Start of Block
impl AsciiRenderer {
    pub fn new(gpu: &GpuContext, target_format: wgpu::TextureFormat) -> Result<Self> {
        Self::with_shader(gpu, target_format, ASCII_SHADER)
    }

    /// Builds the pipeline from `shader_source`. Validation failures come back
    /// as `PIPELINE_SHADER_INVALID` carrying wgpu's diagnostic.
    pub fn with_shader(
        gpu: &GpuContext,
        target_format: wgpu::TextureFormat,
        shader_source: &str,
    ) -> Result<Self> {
        let device = &gpu.device;
        let bind_group_layout = device.create_bind_group_layout(&wgpu::BindGroupLayoutDescriptor {
            label: Some("glyphcast-ascii-bind-group-layout"),
            entries: &[
                texture_entry(0),
                sampler_entry(1),
                texture_entry(2),
                sampler_entry(3),
                wgpu::BindGroupLayoutEntry {
                    binding: 4,
                    visibility: wgpu::ShaderStages::FRAGMENT,
                    ty: wgpu::BindingType::Buffer {
                        ty: wgpu::BufferBindingType::Uniform,
                        has_dynamic_offset: false,
                        min_binding_size: wgpu::BufferSize::new(
                            std::mem::size_of::<AsciiUniforms>() as u64,
                        ),
                    },
                    count: None,
                },
            ],
        });

        device.push_error_scope(wgpu::ErrorFilter::Validation);
        let shader = device.create_shader_module(wgpu::ShaderModuleDescriptor {
            label: Some("glyphcast-ascii-shader"),
            source: wgpu::ShaderSource::Wgsl(shader_source.into()),
        });
        let pipeline_layout = device.create_pipeline_layout(&wgpu::PipelineLayoutDescriptor {
            label: Some("glyphcast-ascii-pipeline-layout"),
            bind_group_layouts: &[&bind_group_layout],
            push_constant_ranges: &[],
        });
        let pipeline = device.create_render_pipeline(&wgpu::RenderPipelineDescriptor {
            label: Some("glyphcast-ascii-pipeline"),
            layout: Some(&pipeline_layout),
            vertex: wgpu::VertexState {
                module: &shader,
                entry_point: "vs_main",
                buffers: &[],
                compilation_options: wgpu::PipelineCompilationOptions::default(),
            },
            primitive: wgpu::PrimitiveState::default(),
            depth_stencil: None,
            multisample: wgpu::MultisampleState::default(),
            fragment: Some(wgpu::FragmentState {
                module: &shader,
                entry_point: "fs_main",
                targets: &[Some(wgpu::ColorTargetState {
                    format: target_format,
                    blend: None,
                    write_mask: wgpu::ColorWrites::ALL,
                })],
                compilation_options: wgpu::PipelineCompilationOptions::default(),
            }),
            multiview: None,
        });
        if let Some(error) = pollster::block_on(device.pop_error_scope()) {
            return Err(CodedError::pipeline(
                PIPELINE_SHADER_INVALID,
                format!("ascii shader failed validation: {error}"),
            )
            .into());
        }

        let video_sampler = linear_clamp_sampler(device, "glyphcast-video-sampler");
        let atlas_sampler = linear_clamp_sampler(device, "glyphcast-atlas-sampler");
        let uniform_buffer = device.create_buffer(&wgpu::BufferDescriptor {
            label: Some("glyphcast-ascii-uniforms"),
            size: std::mem::size_of::<AsciiUniforms>() as u64,
            usage: wgpu::BufferUsages::UNIFORM | wgpu::BufferUsages::COPY_DST,
            mapped_at_creation: false,
        });

        Ok(Self {
            pipeline,
            bind_group_layout,
            video_sampler,
            atlas_sampler,
            uniform_buffer,
            video: None,
            atlas: None,
            bind_group: None,
        })
    }

    /// Replaces the atlas texture.
    pub fn upload_atlas(&mut self, gpu: &GpuContext, atlas: &GlyphAtlas) -> Result<()> {
        let texture = SizedTexture::new(
            &gpu.device,
            "glyphcast-atlas-texture",
            atlas.width(),
            atlas.height(),
        );
        texture.write(&gpu.queue, atlas.rgba())?;
        self.atlas = Some(texture);
        self.bind_group = None;
        debug!(width = atlas.width(), height = atlas.height(), "uploaded atlas texture");
        Ok(())
    }

    /// Writes into the existing video texture; reallocates only when the frame
    /// dimensions change.
    pub fn upload_frame(&mut self, gpu: &GpuContext, frame: &VideoFrame) -> Result<()> {
        let reusable = self
            .video
            .as_ref()
            .is_some_and(|video| video.width == frame.width && video.height == frame.height);
        if !reusable {
            debug!(
                width = frame.width,
                height = frame.height,
                "allocating video texture"
            );
            self.video = Some(SizedTexture::new(
                &gpu.device,
                "glyphcast-video-texture",
                frame.width,
                frame.height,
            ));
            self.bind_group = None;
        }
        let video = self
            .video
            .as_ref()
            .ok_or_else(|| anyhow!("video texture missing after allocation"))?;
        video.write(&gpu.queue, &frame.rgba)
    }

    /// Clears `view` to black, then draws the full-screen triangle when the
    /// uniforms describe a drawable grid and both textures are resident.
    /// `viewport` confines the draw to a sub-rectangle of the view.
    pub fn render_to_view(
        &mut self,
        gpu: &GpuContext,
        view: &wgpu::TextureView,
        uniforms: &AsciiUniforms,
        viewport: Option<Viewport>,
    ) -> Result<()> {
        gpu.queue
            .write_buffer(&self.uniform_buffer, 0, bytemuck::bytes_of(uniforms));
        self.ensure_bind_group(gpu);

        let mut encoder = gpu
            .device
            .create_command_encoder(&wgpu::CommandEncoderDescriptor {
                label: Some("glyphcast-ascii-encoder"),
            });
        {
            let mut render_pass = encoder.begin_render_pass(&wgpu::RenderPassDescriptor {
                label: Some("glyphcast-ascii-pass"),
                color_attachments: &[Some(wgpu::RenderPassColorAttachment {
                    view,
                    resolve_target: None,
                    ops: wgpu::Operations {
                        load: wgpu::LoadOp::Clear(wgpu::Color::BLACK),
                        store: wgpu::StoreOp::Store,
                    },
                })],
                depth_stencil_attachment: None,
                occlusion_query_set: None,
                timestamp_writes: None,
            });

            if let (true, Some(bind_group)) = (uniforms.is_drawable(), self.bind_group.as_ref()) {
                if let Some(viewport) = viewport {
                    render_pass.set_viewport(
                        viewport.x as f32,
                        viewport.y as f32,
                        viewport.size.width as f32,
                        viewport.size.height as f32,
                        0.0,
                        1.0,
                    );
                }
                render_pass.set_pipeline(&self.pipeline);
                render_pass.set_bind_group(0, bind_group, &[]);
                render_pass.draw(0..3, 0..1);
            }
        }
        gpu.queue.submit(Some(encoder.finish()));
        Ok(())
    }

    fn ensure_bind_group(&mut self, gpu: &GpuContext) {
        if self.bind_group.is_some() {
            return;
        }
        let (Some(video), Some(atlas)) = (self.video.as_ref(), self.atlas.as_ref()) else {
            return;
        };
        self.bind_group = Some(gpu.device.create_bind_group(&wgpu::BindGroupDescriptor {
            label: Some("glyphcast-ascii-bind-group"),
            layout: &self.bind_group_layout,
            entries: &[
                wgpu::BindGroupEntry {
                    binding: 0,
                    resource: wgpu::BindingResource::TextureView(&video.view),
                },
                wgpu::BindGroupEntry {
                    binding: 1,
                    resource: wgpu::BindingResource::Sampler(&self.video_sampler),
                },
                wgpu::BindGroupEntry {
                    binding: 2,
                    resource: wgpu::BindingResource::TextureView(&atlas.view),
                },
                wgpu::BindGroupEntry {
                    binding: 3,
                    resource: wgpu::BindingResource::Sampler(&self.atlas_sampler),
                },
                wgpu::BindGroupEntry {
                    binding: 4,
                    resource: self.uniform_buffer.as_entire_binding(),
                },
            ],
        }));
    }
}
End of Block
Wherever the word "Result" appears in a line of the data above, copy that line.

    pub fn new(gpu: &GpuContext, target_format: wgpu::TextureFormat) -> Result<Self> {
    ) -> Result<Self> {
    pub fn upload_atlas(&mut self, gpu: &GpuContext, atlas: &GlyphAtlas) -> Result<()> {
    pub fn upload_frame(&mut self, gpu: &GpuContext, frame: &VideoFrame) -> Result<()> {
    ) -> Result<()> {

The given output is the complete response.